Check each line of the listing for the string "EntityManager", count the lines that have it, and answer with that number only.

● DATA IN THIS EXERCISE:

..............................

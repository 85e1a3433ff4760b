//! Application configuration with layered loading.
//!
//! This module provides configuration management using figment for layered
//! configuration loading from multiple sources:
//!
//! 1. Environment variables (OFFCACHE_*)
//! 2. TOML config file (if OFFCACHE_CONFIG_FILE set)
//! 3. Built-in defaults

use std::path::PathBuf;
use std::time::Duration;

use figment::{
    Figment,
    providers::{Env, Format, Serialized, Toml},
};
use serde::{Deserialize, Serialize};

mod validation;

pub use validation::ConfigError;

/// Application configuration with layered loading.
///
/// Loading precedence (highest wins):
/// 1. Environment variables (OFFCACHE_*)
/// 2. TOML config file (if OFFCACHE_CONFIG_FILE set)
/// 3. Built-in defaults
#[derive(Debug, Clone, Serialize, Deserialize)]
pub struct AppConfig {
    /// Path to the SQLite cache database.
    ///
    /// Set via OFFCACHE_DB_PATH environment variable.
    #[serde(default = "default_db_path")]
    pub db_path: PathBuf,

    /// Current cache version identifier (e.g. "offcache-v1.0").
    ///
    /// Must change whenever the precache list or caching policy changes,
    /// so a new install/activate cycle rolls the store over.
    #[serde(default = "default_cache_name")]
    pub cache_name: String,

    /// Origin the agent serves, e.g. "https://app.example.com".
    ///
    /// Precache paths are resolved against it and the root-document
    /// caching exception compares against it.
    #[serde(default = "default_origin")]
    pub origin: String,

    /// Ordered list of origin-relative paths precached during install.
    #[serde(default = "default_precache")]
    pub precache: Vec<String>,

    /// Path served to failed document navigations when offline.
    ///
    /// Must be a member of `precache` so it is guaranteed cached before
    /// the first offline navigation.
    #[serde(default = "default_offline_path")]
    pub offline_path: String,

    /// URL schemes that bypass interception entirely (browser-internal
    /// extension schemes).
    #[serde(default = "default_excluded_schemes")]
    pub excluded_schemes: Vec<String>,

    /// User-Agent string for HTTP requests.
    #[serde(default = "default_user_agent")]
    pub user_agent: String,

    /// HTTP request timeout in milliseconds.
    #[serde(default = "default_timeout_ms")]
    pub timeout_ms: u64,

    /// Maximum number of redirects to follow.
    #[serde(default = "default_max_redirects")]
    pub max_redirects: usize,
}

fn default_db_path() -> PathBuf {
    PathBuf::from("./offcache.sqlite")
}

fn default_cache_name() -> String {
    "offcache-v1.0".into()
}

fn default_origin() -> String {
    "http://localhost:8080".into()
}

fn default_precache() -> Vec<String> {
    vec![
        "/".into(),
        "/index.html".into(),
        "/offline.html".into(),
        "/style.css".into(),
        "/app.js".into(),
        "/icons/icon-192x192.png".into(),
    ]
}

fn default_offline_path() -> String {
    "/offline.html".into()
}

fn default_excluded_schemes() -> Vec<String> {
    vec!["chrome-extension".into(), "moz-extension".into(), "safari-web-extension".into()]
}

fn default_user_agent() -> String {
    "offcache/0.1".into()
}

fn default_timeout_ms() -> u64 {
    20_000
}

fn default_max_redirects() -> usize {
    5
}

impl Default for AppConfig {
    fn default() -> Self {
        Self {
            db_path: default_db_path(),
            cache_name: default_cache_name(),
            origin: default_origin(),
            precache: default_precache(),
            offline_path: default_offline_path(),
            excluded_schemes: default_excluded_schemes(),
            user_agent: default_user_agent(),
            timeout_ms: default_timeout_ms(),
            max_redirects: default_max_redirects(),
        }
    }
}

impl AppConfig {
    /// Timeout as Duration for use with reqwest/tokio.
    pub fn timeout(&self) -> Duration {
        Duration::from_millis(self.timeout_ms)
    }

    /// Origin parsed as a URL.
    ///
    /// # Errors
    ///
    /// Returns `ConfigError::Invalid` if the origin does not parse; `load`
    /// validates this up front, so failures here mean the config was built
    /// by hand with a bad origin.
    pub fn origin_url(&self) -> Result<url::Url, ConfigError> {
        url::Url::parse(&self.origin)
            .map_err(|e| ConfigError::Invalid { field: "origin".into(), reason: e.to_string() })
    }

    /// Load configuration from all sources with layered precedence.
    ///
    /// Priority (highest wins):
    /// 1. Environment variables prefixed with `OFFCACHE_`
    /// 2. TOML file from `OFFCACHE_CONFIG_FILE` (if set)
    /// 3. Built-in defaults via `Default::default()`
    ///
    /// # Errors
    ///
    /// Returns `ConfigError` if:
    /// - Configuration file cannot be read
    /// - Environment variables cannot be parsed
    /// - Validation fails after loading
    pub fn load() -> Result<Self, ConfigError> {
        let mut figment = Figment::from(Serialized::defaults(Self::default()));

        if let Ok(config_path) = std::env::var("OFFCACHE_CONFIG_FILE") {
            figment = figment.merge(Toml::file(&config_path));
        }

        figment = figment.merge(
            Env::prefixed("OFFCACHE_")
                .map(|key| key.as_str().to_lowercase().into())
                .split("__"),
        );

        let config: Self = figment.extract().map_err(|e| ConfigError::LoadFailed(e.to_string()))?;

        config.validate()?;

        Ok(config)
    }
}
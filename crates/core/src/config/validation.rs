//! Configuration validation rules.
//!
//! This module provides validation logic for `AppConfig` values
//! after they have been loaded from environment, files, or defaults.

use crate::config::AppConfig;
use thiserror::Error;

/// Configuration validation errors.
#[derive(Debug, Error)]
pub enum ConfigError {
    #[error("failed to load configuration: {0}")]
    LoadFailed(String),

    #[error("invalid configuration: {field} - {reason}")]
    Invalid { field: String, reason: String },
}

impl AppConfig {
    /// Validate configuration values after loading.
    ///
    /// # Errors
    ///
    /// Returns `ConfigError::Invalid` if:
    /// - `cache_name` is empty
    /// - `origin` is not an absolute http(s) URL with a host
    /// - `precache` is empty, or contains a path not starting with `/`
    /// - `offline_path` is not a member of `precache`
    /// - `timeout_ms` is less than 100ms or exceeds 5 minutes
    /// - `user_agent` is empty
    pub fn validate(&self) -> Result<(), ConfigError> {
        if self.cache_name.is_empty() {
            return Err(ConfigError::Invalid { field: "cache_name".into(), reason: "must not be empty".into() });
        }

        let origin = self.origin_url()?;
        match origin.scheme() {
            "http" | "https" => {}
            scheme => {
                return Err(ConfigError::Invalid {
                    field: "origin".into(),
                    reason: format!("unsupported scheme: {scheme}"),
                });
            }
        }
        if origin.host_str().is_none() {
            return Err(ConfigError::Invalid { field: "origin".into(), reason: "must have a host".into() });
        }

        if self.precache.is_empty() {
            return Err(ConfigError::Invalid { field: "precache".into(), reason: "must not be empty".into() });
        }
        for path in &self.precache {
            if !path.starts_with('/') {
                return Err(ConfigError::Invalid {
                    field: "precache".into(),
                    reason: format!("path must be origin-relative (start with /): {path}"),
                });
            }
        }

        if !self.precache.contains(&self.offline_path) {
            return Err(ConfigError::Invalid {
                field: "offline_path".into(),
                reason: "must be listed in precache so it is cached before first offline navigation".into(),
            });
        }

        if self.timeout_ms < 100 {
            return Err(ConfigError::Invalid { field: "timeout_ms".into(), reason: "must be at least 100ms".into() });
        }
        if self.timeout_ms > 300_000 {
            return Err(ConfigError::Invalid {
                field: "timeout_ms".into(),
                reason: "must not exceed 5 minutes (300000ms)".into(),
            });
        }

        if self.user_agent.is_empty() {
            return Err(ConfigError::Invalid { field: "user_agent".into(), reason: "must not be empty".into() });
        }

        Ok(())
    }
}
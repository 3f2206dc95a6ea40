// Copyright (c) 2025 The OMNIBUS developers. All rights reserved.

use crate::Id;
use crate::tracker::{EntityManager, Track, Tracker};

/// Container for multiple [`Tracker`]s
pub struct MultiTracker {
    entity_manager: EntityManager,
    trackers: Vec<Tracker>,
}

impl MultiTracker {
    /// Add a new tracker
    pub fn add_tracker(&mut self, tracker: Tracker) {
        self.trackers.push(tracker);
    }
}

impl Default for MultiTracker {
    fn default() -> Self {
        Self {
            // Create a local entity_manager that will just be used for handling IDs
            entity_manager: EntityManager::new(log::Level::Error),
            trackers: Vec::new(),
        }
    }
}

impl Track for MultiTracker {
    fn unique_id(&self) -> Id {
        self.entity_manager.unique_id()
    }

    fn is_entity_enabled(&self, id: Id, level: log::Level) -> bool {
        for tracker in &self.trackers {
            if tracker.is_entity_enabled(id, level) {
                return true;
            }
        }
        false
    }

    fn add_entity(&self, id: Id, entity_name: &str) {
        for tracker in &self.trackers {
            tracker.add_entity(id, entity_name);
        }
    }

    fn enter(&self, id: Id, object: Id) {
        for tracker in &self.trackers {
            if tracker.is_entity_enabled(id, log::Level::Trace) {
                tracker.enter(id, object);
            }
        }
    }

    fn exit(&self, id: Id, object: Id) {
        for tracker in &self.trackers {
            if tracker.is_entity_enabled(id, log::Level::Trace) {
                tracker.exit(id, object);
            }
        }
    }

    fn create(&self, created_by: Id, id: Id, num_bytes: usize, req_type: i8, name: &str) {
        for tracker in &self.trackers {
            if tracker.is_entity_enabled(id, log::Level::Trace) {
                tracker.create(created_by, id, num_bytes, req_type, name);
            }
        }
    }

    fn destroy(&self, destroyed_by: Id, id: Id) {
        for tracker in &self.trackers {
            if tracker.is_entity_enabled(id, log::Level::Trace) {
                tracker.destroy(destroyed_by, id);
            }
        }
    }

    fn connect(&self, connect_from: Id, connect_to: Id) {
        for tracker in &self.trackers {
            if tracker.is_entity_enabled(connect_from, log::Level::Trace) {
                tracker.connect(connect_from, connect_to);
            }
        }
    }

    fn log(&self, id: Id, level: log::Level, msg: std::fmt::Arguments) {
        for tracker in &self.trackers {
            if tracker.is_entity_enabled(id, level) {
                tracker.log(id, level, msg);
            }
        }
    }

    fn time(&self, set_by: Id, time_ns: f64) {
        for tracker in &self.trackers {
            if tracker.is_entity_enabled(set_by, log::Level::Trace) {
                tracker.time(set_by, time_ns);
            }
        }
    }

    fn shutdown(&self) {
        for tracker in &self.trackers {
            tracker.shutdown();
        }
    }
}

..............................

● WRITTEN ANSWER: 3